** Your assignment **
In the records that follow, locate every line with "chrono" and extract it.

** Exercise input **
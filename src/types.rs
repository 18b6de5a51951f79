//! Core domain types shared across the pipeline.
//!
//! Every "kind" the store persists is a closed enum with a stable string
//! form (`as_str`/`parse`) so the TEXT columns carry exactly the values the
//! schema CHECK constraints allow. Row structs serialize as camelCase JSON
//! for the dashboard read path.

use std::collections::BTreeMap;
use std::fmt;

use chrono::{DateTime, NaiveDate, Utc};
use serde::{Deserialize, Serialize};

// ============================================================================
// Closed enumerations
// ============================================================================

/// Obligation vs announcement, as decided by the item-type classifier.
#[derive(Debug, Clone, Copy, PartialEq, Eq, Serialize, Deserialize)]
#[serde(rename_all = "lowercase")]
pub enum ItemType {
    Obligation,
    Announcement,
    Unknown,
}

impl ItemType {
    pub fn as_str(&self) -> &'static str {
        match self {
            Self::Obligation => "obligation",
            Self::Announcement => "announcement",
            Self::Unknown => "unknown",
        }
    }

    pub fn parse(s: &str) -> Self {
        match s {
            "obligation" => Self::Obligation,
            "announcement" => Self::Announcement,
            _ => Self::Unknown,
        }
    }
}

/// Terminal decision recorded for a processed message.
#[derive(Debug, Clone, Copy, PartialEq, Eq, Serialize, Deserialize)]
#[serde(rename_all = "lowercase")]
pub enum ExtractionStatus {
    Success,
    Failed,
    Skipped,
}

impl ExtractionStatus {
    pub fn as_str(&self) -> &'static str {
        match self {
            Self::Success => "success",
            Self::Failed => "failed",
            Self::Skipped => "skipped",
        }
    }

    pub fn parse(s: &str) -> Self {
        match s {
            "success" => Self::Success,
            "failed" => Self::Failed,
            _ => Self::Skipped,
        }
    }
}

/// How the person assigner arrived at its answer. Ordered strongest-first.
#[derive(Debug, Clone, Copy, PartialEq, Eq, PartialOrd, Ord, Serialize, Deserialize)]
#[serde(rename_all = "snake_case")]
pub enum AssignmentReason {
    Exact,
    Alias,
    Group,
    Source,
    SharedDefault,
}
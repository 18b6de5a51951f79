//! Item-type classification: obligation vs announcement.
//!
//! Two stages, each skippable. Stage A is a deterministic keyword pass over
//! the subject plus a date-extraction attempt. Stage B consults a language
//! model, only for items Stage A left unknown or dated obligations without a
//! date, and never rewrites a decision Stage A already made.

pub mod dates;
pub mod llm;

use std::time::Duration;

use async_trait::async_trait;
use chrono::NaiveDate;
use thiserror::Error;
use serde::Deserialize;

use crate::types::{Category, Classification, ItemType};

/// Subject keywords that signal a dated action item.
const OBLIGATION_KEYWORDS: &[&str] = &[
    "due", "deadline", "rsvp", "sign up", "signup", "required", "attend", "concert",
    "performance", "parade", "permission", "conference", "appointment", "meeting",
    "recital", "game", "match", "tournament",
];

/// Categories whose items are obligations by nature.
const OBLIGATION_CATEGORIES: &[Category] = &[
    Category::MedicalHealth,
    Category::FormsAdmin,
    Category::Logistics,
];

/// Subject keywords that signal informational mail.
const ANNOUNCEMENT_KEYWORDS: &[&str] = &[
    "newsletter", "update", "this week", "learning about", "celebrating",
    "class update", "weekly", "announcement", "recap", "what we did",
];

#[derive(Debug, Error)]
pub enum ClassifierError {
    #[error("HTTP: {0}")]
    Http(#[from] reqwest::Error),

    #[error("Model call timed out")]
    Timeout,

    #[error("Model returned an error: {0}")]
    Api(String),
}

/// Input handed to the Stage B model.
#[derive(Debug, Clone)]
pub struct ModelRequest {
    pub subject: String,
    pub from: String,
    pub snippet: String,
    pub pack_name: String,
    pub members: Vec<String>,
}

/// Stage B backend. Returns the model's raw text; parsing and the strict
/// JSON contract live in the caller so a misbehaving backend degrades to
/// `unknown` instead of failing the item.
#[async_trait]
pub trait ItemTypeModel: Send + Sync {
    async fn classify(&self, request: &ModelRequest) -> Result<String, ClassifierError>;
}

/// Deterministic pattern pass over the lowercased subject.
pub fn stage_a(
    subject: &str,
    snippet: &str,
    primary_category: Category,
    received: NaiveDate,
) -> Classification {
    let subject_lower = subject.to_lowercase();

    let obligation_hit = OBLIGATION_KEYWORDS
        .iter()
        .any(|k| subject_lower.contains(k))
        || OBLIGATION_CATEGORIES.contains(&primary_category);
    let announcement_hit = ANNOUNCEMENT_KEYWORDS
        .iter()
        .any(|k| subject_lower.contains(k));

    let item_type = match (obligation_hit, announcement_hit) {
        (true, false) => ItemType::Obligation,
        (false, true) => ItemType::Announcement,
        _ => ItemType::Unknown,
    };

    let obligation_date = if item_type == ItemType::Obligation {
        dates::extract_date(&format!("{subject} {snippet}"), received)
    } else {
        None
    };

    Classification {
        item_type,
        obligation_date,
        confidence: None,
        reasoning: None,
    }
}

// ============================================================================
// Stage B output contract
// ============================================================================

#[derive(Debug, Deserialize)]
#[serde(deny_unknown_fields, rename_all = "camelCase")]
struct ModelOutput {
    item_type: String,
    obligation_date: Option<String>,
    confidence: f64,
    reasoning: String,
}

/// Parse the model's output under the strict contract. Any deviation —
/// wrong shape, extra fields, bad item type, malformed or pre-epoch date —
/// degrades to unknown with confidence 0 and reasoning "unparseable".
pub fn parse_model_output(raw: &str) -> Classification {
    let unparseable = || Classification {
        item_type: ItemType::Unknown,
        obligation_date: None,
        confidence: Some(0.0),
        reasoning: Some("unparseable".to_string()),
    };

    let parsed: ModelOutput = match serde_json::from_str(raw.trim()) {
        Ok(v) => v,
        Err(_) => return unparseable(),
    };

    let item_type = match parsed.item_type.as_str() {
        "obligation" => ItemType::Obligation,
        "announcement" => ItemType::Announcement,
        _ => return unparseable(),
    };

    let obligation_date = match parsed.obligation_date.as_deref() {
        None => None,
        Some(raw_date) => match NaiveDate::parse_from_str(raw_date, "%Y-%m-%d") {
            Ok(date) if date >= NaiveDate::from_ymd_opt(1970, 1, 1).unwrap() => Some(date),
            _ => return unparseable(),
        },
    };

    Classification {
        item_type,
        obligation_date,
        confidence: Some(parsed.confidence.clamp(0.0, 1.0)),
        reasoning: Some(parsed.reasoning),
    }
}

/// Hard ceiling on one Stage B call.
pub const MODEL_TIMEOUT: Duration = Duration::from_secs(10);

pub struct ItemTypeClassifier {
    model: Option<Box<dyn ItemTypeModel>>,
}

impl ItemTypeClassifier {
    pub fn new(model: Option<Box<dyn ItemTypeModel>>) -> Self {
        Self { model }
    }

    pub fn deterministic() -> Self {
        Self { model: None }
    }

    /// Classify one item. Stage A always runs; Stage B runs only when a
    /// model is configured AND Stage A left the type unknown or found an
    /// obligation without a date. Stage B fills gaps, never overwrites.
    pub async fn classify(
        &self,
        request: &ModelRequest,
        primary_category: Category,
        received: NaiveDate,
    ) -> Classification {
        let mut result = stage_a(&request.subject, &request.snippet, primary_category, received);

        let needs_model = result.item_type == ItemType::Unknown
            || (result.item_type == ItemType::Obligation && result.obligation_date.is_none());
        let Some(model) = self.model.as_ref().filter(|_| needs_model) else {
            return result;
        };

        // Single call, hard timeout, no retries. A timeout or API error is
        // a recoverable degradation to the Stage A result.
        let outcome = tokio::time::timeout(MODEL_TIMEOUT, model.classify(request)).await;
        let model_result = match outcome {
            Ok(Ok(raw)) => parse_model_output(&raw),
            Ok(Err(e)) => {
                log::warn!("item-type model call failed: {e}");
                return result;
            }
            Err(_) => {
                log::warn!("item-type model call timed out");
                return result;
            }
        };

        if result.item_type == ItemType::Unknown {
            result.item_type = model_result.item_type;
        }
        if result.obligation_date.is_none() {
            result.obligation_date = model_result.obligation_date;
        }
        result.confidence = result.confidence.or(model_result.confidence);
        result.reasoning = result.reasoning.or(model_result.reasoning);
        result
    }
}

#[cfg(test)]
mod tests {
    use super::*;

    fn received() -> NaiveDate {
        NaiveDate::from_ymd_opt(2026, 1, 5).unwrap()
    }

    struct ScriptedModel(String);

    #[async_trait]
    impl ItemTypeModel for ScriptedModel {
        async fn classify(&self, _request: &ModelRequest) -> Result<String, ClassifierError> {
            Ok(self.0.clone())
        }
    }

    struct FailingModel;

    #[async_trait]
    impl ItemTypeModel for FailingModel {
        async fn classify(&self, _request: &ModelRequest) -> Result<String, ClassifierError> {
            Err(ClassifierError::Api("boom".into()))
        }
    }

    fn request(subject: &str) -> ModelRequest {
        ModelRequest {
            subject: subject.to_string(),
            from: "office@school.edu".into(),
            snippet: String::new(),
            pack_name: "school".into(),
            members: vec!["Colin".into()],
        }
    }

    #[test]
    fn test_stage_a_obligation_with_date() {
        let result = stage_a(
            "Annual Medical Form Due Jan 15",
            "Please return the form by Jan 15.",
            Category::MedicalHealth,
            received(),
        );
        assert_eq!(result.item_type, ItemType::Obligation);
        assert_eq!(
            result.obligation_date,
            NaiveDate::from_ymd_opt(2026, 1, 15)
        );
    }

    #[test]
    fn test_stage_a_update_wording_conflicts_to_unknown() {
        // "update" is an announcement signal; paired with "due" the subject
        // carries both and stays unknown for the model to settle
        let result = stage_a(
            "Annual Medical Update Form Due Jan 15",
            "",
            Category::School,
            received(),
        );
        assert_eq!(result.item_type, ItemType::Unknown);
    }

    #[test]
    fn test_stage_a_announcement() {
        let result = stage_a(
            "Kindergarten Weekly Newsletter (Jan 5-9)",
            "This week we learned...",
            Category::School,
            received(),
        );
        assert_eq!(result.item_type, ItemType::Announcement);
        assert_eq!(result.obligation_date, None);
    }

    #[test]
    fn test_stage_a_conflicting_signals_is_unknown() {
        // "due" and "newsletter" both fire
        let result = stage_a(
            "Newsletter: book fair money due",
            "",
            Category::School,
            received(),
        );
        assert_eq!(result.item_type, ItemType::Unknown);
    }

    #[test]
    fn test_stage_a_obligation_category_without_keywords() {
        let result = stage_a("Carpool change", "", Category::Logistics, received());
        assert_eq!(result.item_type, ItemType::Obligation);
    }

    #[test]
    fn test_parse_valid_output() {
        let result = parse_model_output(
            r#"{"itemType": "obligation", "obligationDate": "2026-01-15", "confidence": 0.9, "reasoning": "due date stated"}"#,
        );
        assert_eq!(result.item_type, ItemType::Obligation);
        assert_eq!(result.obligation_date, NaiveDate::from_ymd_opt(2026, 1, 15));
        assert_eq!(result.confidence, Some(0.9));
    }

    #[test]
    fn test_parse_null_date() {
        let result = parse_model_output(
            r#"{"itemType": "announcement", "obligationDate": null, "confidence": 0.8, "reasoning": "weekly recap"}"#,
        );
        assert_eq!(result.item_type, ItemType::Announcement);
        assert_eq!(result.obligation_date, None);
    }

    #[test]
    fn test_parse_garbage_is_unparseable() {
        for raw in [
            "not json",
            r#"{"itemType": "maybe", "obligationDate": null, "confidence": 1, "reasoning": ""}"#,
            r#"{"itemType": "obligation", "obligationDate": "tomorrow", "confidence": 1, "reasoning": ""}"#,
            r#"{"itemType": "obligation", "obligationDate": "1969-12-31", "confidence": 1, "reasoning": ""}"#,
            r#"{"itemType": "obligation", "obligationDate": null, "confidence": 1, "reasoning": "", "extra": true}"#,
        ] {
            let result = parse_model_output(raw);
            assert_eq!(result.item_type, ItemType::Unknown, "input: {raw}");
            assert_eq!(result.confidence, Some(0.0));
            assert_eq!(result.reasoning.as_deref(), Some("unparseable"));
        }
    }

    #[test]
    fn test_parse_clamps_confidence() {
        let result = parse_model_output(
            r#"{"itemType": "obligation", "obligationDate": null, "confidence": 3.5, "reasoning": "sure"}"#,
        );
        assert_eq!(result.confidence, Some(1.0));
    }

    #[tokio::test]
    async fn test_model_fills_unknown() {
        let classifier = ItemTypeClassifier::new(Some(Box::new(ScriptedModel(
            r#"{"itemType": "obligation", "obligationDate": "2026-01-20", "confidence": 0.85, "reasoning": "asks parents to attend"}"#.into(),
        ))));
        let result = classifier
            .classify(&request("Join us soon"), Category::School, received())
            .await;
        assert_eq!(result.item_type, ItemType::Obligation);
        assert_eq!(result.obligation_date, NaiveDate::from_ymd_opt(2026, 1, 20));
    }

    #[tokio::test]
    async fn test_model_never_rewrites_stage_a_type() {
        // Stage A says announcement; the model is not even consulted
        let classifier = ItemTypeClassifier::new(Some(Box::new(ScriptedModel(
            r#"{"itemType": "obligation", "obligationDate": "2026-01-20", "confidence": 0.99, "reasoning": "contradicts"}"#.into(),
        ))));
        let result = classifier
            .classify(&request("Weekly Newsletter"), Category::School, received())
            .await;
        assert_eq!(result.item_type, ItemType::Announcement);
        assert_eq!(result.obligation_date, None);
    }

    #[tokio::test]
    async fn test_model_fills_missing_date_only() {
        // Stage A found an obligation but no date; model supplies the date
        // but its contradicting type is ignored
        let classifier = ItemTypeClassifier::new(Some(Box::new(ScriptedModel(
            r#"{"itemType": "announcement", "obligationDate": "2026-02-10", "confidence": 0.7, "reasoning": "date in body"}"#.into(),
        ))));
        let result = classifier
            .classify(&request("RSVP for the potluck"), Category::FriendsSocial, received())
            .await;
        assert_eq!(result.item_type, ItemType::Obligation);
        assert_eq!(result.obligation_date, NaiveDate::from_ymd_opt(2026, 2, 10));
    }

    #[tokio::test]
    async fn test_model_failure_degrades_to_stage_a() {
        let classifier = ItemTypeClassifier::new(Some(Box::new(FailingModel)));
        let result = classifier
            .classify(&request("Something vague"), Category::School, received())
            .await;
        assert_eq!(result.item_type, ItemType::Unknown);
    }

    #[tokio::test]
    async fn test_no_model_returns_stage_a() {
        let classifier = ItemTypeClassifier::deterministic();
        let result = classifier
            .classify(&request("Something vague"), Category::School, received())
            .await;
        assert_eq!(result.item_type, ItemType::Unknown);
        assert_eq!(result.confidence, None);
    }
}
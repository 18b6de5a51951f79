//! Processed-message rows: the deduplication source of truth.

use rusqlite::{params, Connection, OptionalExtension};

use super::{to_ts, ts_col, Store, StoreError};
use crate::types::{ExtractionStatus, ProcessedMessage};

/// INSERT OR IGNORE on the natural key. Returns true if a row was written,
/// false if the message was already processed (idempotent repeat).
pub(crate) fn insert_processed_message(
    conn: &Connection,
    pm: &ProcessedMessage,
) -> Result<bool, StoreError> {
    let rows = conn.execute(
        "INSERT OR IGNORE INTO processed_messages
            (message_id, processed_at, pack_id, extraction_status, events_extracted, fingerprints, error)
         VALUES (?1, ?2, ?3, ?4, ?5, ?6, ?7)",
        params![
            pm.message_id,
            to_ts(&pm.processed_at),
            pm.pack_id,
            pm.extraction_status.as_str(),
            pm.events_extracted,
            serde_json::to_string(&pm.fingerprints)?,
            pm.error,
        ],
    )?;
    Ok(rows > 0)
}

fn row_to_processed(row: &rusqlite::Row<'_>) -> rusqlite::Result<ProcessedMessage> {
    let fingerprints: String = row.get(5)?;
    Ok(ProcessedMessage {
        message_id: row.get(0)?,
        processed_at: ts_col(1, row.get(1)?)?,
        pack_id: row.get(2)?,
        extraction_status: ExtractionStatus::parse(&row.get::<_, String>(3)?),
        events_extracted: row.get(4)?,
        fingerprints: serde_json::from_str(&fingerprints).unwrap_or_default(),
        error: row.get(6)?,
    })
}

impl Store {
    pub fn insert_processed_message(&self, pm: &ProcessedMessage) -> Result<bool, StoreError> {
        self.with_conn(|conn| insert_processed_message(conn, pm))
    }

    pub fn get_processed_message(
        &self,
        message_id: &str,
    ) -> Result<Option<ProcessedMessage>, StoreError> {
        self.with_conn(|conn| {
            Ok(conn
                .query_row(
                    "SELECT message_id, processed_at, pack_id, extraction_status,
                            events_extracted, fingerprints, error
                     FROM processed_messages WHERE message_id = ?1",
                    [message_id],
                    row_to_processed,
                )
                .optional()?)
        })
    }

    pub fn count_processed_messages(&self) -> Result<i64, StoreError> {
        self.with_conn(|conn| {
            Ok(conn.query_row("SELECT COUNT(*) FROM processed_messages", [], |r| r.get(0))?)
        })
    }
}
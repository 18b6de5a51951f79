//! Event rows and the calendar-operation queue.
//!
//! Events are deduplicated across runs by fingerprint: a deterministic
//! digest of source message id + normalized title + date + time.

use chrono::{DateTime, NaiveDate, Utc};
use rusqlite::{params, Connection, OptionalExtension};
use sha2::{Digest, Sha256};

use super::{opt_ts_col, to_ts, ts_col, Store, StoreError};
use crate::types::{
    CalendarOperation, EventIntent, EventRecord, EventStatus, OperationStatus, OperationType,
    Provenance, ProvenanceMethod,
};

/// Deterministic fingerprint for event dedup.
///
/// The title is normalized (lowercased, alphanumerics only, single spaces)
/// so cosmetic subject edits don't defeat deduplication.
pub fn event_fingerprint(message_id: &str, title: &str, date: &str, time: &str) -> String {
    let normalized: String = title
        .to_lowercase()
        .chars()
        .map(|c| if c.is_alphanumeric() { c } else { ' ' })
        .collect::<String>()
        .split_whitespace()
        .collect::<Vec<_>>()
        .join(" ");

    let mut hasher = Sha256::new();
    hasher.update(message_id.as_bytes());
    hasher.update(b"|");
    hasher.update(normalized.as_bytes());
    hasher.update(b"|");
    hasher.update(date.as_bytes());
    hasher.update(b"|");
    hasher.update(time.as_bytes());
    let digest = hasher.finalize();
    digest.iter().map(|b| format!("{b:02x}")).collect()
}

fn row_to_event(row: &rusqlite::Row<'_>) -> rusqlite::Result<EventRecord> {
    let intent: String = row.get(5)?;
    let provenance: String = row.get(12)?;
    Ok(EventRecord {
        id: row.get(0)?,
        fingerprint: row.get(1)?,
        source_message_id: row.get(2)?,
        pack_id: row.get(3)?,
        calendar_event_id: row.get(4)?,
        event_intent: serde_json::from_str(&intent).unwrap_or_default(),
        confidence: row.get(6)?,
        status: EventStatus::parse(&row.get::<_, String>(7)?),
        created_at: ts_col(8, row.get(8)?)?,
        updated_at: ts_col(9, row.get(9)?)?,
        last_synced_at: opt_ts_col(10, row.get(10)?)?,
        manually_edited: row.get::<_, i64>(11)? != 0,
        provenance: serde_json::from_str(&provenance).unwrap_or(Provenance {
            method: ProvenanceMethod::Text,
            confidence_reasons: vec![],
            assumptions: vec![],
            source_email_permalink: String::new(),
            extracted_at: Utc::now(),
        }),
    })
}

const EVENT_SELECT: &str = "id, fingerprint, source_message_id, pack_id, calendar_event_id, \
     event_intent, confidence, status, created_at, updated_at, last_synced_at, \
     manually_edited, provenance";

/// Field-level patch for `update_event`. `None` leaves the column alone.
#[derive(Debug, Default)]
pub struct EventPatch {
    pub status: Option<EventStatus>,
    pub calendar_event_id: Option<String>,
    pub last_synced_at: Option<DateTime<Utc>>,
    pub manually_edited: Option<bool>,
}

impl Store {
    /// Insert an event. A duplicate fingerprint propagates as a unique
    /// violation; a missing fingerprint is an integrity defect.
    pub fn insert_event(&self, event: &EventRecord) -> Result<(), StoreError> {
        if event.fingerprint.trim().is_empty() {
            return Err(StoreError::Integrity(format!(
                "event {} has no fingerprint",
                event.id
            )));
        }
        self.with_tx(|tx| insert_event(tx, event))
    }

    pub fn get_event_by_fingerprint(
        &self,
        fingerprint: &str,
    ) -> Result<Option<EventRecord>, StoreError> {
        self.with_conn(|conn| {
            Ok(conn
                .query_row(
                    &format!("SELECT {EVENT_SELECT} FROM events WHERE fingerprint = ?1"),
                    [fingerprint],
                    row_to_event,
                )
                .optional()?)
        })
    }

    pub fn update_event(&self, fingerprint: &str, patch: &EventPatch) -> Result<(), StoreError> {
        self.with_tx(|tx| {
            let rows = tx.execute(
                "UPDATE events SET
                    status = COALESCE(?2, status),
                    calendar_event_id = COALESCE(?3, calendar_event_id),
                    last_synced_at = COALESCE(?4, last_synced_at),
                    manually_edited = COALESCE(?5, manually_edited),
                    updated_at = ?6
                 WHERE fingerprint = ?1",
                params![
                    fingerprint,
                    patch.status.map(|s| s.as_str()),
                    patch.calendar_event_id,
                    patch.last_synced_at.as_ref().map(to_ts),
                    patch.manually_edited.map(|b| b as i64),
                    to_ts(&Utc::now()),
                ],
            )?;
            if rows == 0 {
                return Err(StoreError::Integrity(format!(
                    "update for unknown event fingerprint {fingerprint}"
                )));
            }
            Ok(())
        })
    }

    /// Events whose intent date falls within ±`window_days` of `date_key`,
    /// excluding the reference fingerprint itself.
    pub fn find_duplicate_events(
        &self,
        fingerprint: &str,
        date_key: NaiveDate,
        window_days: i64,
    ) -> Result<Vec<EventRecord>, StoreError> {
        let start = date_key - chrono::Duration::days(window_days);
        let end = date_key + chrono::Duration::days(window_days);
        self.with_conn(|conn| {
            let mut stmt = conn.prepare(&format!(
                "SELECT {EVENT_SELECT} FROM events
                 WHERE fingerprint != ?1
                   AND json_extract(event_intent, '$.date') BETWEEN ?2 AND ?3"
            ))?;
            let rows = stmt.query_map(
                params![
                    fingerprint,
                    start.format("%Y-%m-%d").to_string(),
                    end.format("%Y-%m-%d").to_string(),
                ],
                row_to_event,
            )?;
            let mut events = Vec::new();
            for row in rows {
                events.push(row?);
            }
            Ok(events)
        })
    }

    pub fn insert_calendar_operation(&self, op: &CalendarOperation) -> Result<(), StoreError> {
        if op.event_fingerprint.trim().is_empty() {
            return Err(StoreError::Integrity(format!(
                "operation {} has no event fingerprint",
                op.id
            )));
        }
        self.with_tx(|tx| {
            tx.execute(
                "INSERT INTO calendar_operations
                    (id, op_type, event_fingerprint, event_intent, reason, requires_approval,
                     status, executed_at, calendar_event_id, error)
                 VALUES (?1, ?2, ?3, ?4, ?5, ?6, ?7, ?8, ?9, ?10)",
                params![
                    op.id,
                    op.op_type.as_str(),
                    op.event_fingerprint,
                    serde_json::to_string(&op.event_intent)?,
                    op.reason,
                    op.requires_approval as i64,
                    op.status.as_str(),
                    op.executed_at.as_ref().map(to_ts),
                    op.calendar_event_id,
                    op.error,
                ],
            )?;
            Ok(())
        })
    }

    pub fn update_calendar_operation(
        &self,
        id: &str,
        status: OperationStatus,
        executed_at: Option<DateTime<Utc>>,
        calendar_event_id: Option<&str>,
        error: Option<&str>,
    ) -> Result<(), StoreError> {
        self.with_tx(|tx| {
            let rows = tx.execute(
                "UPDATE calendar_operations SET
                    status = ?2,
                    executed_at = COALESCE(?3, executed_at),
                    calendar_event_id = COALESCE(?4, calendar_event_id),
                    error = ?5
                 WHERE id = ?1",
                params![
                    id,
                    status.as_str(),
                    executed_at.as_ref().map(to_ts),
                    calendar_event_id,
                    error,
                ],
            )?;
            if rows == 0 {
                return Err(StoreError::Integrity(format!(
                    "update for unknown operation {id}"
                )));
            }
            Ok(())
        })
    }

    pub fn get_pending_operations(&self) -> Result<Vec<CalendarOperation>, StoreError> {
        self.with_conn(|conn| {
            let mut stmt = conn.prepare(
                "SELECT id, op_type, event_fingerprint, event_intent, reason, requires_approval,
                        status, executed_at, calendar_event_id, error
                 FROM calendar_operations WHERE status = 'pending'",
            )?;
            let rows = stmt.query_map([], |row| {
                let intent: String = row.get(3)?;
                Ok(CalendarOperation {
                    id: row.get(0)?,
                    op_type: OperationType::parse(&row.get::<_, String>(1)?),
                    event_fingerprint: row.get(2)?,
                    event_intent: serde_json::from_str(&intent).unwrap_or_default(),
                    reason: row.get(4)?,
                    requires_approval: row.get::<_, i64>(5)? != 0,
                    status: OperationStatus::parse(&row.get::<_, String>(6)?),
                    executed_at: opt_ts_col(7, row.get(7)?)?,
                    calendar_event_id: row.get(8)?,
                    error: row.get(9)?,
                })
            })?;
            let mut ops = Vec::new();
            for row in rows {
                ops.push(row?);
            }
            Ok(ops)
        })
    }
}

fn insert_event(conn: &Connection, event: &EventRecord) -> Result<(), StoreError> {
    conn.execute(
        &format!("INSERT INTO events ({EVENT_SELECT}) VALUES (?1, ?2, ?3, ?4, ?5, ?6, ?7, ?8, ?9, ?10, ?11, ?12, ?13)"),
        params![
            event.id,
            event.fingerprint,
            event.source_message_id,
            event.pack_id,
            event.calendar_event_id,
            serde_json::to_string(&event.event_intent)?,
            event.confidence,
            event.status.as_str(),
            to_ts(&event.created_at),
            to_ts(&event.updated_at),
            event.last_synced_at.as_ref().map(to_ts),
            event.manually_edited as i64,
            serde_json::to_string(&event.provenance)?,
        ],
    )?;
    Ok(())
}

** Solution **
use chrono::{DateTime, NaiveDate, Utc};
use chrono::NaiveDate;
use chrono::{DateTime, NaiveDate, Utc};
        let start = date_key - chrono::Duration::days(window_days);
        let end = date_key + chrono::Duration::days(window_days);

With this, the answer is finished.